== WHAT YOU WILL DO ==
Please write the data out once more, exactly as it is given.

== DATA SUPPLIED ==

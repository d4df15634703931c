use serde::{Deserialize, Serialize};
use tracing::debug;

use super::geom::{Facing, Vec2};
use super::world::{NodeId, PickupId, TableId, TeleporterId, VendorKind};

#[derive(Debug, Clone, Copy, PartialEq, Eq, Hash, Serialize, Deserialize)]
#[serde(tag = "kind", content = "id", rename_all = "snake_case")]
pub enum InteractTarget {
    Vendor(VendorKind),
    Teleporter(TeleporterId),
}

/// Fire-and-forget messages sent to the authority.
#[derive(Debug, Clone, PartialEq, Serialize, Deserialize)]
#[serde(tag = "type", rename_all = "snake_case")]
pub enum Intent {
    Move { position: Vec2, facing: Facing },
    Collect { pickup: PickupId },
    BeginHarvest { node: NodeId },
    CompleteHarvest { node: NodeId },
    CancelHarvest { node: NodeId },
    Interact { target: InteractTarget },
    JoinSeatedGame { table: TableId },
}

pub trait Transport {
    fn send(&mut self, intent: Intent);
}

/// Queue of intents produced during a frame; the host drains it once per
/// frame and hands the batch to the real transport.
#[derive(Debug, Default)]
pub struct Outbox {
    queued: Vec<Intent>,
}

impl Outbox {
    pub fn new() -> Self {
        Self::default()
    }

    pub fn drain(&mut self) -> Vec<Intent> {
        std::mem::take(&mut self.queued)
    }

    pub fn queued(&self) -> &[Intent] {
        &self.queued
    }

    pub fn is_empty(&self) -> bool {
        self.queued.is_empty()
    }
}

impl Transport for Outbox {
    fn send(&mut self, intent: Intent) {
        debug!(intent = ?intent, "intent_queued");
        self.queued.push(intent);
    }
}

/// Coalesces move intents to at most one per interval. The newest position is
/// held while throttled and flushed once the interval elapses, even if the
/// player stopped moving in between.
#[derive(Debug, Clone)]
pub struct MoveThrottle {
    interval_ms: f64,
    last_sent_ms: Option<f64>,
    dirty: Option<(Vec2, Facing)>,
}

impl MoveThrottle {
    pub fn new(interval_ms: f32) -> Self {
        Self {
            interval_ms: f64::from(interval_ms.max(0.0)),
            last_sent_ms: None,
            dirty: None,
        }
    }

    /// `changed` marks the pose dirty; a dirty pose is flushed once the
    /// interval allows, even after the player has stopped.
    pub fn update(
        &mut self,
        now_ms: f64,
        changed: bool,
        position: Vec2,
        facing: Facing,
    ) -> Option<Intent> {
        if changed {
            self.dirty = Some((position, facing));
        }
        let ready = self
            .last_sent_ms
            .map_or(true, |last| now_ms - last >= self.interval_ms);
        if !ready {
            return None;
        }
        let (position, facing) = self.dirty.take()?;
        self.last_sent_ms = Some(now_ms);
        Some(Intent::Move { position, facing })
    }

    pub fn is_dirty(&self) -> bool {
        self.dirty.is_some()
    }

    pub fn reset(&mut self) {
        self.last_sent_ms = None;
        self.dirty = None;
    }
}
impl InputCollector {
    /// Movement keys are level-triggered; zoom and overlay keys count once
    /// per press.
    fn handle_key(&mut self, key: PhysicalKey, state: ElementState) {
        let Some(action) = InputAction::from_physical_key(key) else {
            return;
        };
        let is_pressed = state == ElementState::Pressed;
        let was_down = self.action_states.is_down(action);
        self.action_states.set(action, is_pressed);
        if !is_pressed || was_down {
            return;
        }
        match action {
            InputAction::ZoomIn => {
                self.pending_zoom_steps = self.pending_zoom_steps.saturating_add(1);
            }
            InputAction::ZoomOut => {
                self.pending_zoom_steps = self.pending_zoom_steps.saturating_sub(1);
            }
            InputAction::ToggleOverlay => self.overlay_toggle_pressed_edge = true,
            InputAction::Back => self.back_pressed_edge = true,
            InputAction::MoveUp
            | InputAction::MoveDown
            | InputAction::MoveLeft
            | InputAction::MoveRight => {}
        }
    }

    fn poll_frame(&mut self) -> PolledInput {
        let click_screen = if self.left_click_pressed_edge {
            self.cursor_position_px
        } else {
            None
        };
        let polled = PolledInput {
            frame: FrameInput {
                keys: self.action_states.direction_keys(),
                zoom_steps: self.pending_zoom_steps,
            },
            click_screen,
            overlay_toggled: self.overlay_toggle_pressed_edge,
            back: self.back_pressed_edge,
        };
        self.left_click_pressed_edge = false;
        self.overlay_toggle_pressed_edge = false;
        self.back_pressed_edge = false;
        self.pending_zoom_steps = 0;
        polled
    }

    fn set_cursor_position_px(&mut self, x: f32, y: f32) {
        self.cursor_position_px = Some(Vec2 { x, y });
    }

    fn clear_cursor_position(&mut self) {
        self.cursor_position_px = None;
    }

    fn handle_mouse_wheel(&mut self, delta: MouseScrollDelta) {
        let steps = zoom_steps_from_scroll_delta(delta);
        self.pending_zoom_steps = self.pending_zoom_steps.saturating_add(steps);
    }

    fn handle_mouse_input(&mut self, button: MouseButton, state: ElementState) {
        if button != MouseButton::Left {
            return;
        }
        match state {
            ElementState::Pressed => {
                if !self.left_mouse_is_down {
                    self.left_click_pressed_edge = true;
                }
                self.left_mouse_is_down = true;
            }
            ElementState::Released => self.left_mouse_is_down = false,
        }
    }
}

== RESULT OF THIS EXERCISE ==
repository d4df15634703931c
use serde::{Deserialize, Serialize};
use tracing::debug;

use super::geom::{Facing, Vec2};
use super::world::{NodeId, PickupId, TableId, TeleporterId, VendorKind};

#[derive(Debug, Clone, Copy, PartialEq, Eq, Hash, Serialize, Deserialize)]
#[serde(tag = "kind", content = "id", rename_all = "snake_case")]
pub enum InteractTarget {
    Vendor(VendorKind),
    Teleporter(TeleporterId),
}

/// Fire-and-forget messages sent to the authority.
#[derive(Debug, Clone, PartialEq, Serialize, Deserialize)]
#[serde(tag = "type", rename_all = "snake_case")]
pub enum Intent {
    Move { position: Vec2, facing: Facing },
    Collect { pickup: PickupId },
    BeginHarvest { node: NodeId },
    CompleteHarvest { node: NodeId },
    CancelHarvest { node: NodeId },
    Interact { target: InteractTarget },
    JoinSeatedGame { table: TableId },
}

pub trait Transport {
    fn send(&mut self, intent: Intent);
}

/// Queue of intents produced during a frame; the host drains it once per
/// frame and hands the batch to the real transport.
#[derive(Debug, Default)]
pub struct Outbox {
    queued: Vec<Intent>,
}

impl Outbox {
    pub fn new() -> Self {
        Self::default()
    }

    pub fn drain(&mut self) -> Vec<Intent> {
        std::mem::take(&mut self.queued)
    }

    pub fn queued(&self) -> &[Intent] {
        &self.queued
    }

    pub fn is_empty(&self) -> bool {
        self.queued.is_empty()
    }
}

impl Transport for Outbox {
    fn send(&mut self, intent: Intent) {
        debug!(intent = ?intent, "intent_queued");
        self.queued.push(intent);
    }
}

/// Coalesces move intents to at most one per interval. The newest position is
/// held while throttled and flushed once the interval elapses, even if the
/// player stopped moving in between.
#[derive(Debug, Clone)]
pub struct MoveThrottle {
    interval_ms: f64,
    last_sent_ms: Option<f64>,
    dirty: Option<(Vec2, Facing)>,
}

impl MoveThrottle {
    pub fn new(interval_ms: f32) -> Self {
        Self {
            interval_ms: f64::from(interval_ms.max(0.0)),
            last_sent_ms: None,
            dirty: None,
        }
    }

    /// `changed` marks the pose dirty; a dirty pose is flushed once the
    /// interval allows, even after the player has stopped.
    pub fn update(
        &mut self,
        now_ms: f64,
        changed: bool,
        position: Vec2,
        facing: Facing,
    ) -> Option<Intent> {
        if changed {
            self.dirty = Some((position, facing));
        }
        let ready = self
            .last_sent_ms
            .map_or(true, |last| now_ms - last >= self.interval_ms);
        if !ready {
            return None;
        }
        let (position, facing) = self.dirty.take()?;
        self.last_sent_ms = Some(now_ms);
        Some(Intent::Move { position, facing })
    }

    pub fn is_dirty(&self) -> bool {
        self.dirty.is_some()
    }

    pub fn reset(&mut self) {
        self.last_sent_ms = None;
        self.dirty = None;
    }
}
impl InputCollector {
    /// Movement keys are level-triggered; zoom and overlay keys count once
    /// per press.
    fn handle_key(&mut self, key: PhysicalKey, state: ElementState) {
        let Some(action) = InputAction::from_physical_key(key) else {
            return;
        };
        let is_pressed = state == ElementState::Pressed;
        let was_down = self.action_states.is_down(action);
        self.action_states.set(action, is_pressed);
        if !is_pressed || was_down {
            return;
        }
        match action {
            InputAction::ZoomIn => {
                self.pending_zoom_steps = self.pending_zoom_steps.saturating_add(1);
            }
            InputAction::ZoomOut => {
                self.pending_zoom_steps = self.pending_zoom_steps.saturating_sub(1);
            }
            InputAction::ToggleOverlay => self.overlay_toggle_pressed_edge = true,
            InputAction::Back => self.back_pressed_edge = true,
            InputAction::MoveUp
            | InputAction::MoveDown
            | InputAction::MoveLeft
            | InputAction::MoveRight => {}
        }
    }

    fn poll_frame(&mut self) -> PolledInput {
        let click_screen = if self.left_click_pressed_edge {
            self.cursor_position_px
        } else {
            None
        };
        let polled = PolledInput {
            frame: FrameInput {
                keys: self.action_states.direction_keys(),
                zoom_steps: self.pending_zoom_steps,
            },
            click_screen,
            overlay_toggled: self.overlay_toggle_pressed_edge,
            back: self.back_pressed_edge,
        };
        self.left_click_pressed_edge = false;
        self.overlay_toggle_pressed_edge = false;
        self.back_pressed_edge = false;
        self.pending_zoom_steps = 0;
        polled
    }

    fn set_cursor_position_px(&mut self, x: f32, y: f32) {
        self.cursor_position_px = Some(Vec2 { x, y });
    }

    fn clear_cursor_position(&mut self) {
        self.cursor_position_px = None;
    }

    fn handle_mouse_wheel(&mut self, delta: MouseScrollDelta) {
        let steps = zoom_steps_from_scroll_delta(delta);
        self.pending_zoom_steps = self.pending_zoom_steps.saturating_add(steps);
    }

    fn handle_mouse_input(&mut self, button: MouseButton, state: ElementState) {
        if button != MouseButton::Left {
            return;
        }
        match state {
            ElementState::Pressed => {
                if !self.left_mouse_is_down {
                    self.left_click_pressed_edge = true;
                }
                self.left_mouse_is_down = true;
            }
            ElementState::Released => self.left_mouse_is_down = false,
        }
    }
}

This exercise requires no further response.